[My novel, Red Heart, is on sale for $4 this week. Daniel Kokotaijlo liked it a lot, and the Senior White House Policy Advisor on AI is currently reading it.]
“Formal symbol manipulations by themselves … have only a syntax but no semantics. Such intentionality as computers appear to have is solely in the minds of those who program them and those who use them, those who send in the input and those who interpret the output.”
— John Searle, originator of the “Chinese room” thought experiment
A colleague of mine, shortly before Red Heart was published, remarked to me that if I managed to write a compelling novel set in China, told from Chinese perspectives — without spending time in the country, having grown up in a Chinese-culture context, or knowing any Chinese language — it would be an important bit of evidence about the potency of abstract reasoning and book-learning. This, in turn, may be relevant to how powerful and explosive we should expect AI systems to be.
There are many, such as the “AI as Normal Technology” folks, who believe that AI will be importantly bottlenecked on lack of experience interacting with the real world and all its complex systems. “Yes, it’s possible to read about an unfamiliar domain, but in the absence of embodied, hands-on knowledge, the words will be meaningless symbols shuffled around according to mere statistical patterns,” they claim.[1] ChatGPT has never been to China, just as it hasn’t really “been” to any country. All it can do is read.[2] Can any mind, no matter how fast or deep, build a deep and potent understanding of the world from abstract descriptions?
I’m not an LLM, and there may be important differences, but let’s start with the evidence. Did I succeed?
“It greatly surprised and impressed me to learn that Max had not once traveled to China prior to the completion of this novel. The scene-setting portions of every chapter taking place in China reveals an intimate familiarity with the cultures, habits, and tastes of the country in which I was raised, all displayed without the common pitfall that is the tendency to exoticize. I’d have thought the novel written by someone who had lived in China for years.”
— Alexis Wu, Chinese historical linguist and translator“I now believe that you have a coauthor that was raised in China - the Chinese details are quite incredible, and if you don’t have a Chinese coauthor or editor that’s really impressive for someone who hasn’t been to China.”
“Red Heart is a strikingly authentic portrayal of AI in modern China—both visionary and grounded in cultural truth.”
— Zhang San,[3] Senior AI Executive
How did I do it? And what might this suggest about whether understanding can be built from text alone?

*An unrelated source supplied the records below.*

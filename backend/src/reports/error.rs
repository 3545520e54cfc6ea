//! Error types for report generation.

use std::path::PathBuf;

/// Result type for report operations
pub type ReportResult<T> = Result<T, ReportError>;

#[derive(Debug, thiserror::Error)]
pub enum ReportError {
    /// The target location could not be written.
    #[error("Failed to write report {}: {source}", path.display())]
    WriteFailure {
        path: PathBuf,
        #[source]
        source: std::io::Error,
    },

    /// A payload could not be rendered in memory.
    #[error("Failed to render report: {0}")]
    Render(String),
}

impl ReportError {
    pub fn write_failure(path: impl Into<PathBuf>, source: std::io::Error) -> Self {
        Self::WriteFailure {
            path: path.into(),
            source,
        }
    }
}

impl From<csv::Error> for ReportError {
    fn from(err: csv::Error) -> Self {
        Self::Render(format!("CSV: {}", err))
    }
}

impl From<rust_xlsxwriter::XlsxError> for ReportError {
    fn from(err: rust_xlsxwriter::XlsxError) -> Self {
        Self::Render(format!("Workbook: {}", err))
    }
}
//! Data source trait consumed by the refresh pipeline.

use async_trait::async_trait;

use super::error::SourceResult;
use crate::models::{Department, Record};

/// Capability to pull one department's records from the ERP.
///
/// Implementations must not touch any pipeline state; the orchestrator owns
/// what happens to the returned rows.
#[async_trait]
pub trait DataSource: Send + Sync {
    /// Short identifier used in logs and health output.
    fn name(&self) -> &str;

    /// Fetch the current records of `department` in source order.
    async fn fetch(&self, department: Department) -> SourceResult<Vec<Record>>;

    /// Check whether the source can currently be reached.
    async fn health_check(&self) -> SourceResult<bool> {
        Ok(true)
    }
}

I definitely got some things wrong, when writing the book.
Shortly before the book came out, concerned that it might be my only chance to safely visit the mainland,[4] I visited Shenzhen (and Hong Kong) as a tourist. Most of Red Heart takes place in Guizhou, not Guangdong, where Shenzhen is, but Guizhou is still pretty close, and similar in some ways — most particularly the humidity. The entire novel only has a single offhand reference to humidity, despite involving a protagonist that regularly goes in and out of carefully air-conditioned spaces! Southern China is incredibly humid (at least compared to California), and to my inner-perfectionist it stands as a glaring flaw. Augh!
Most issues that I know about are like the humidity — details which are absent, rather than outright falsehoods. I wish I had done a better job depicting fashion trends and beauty standards. I wish I’d emphasized how odd it is for the street-food vendor to only take cash. That sort of thing.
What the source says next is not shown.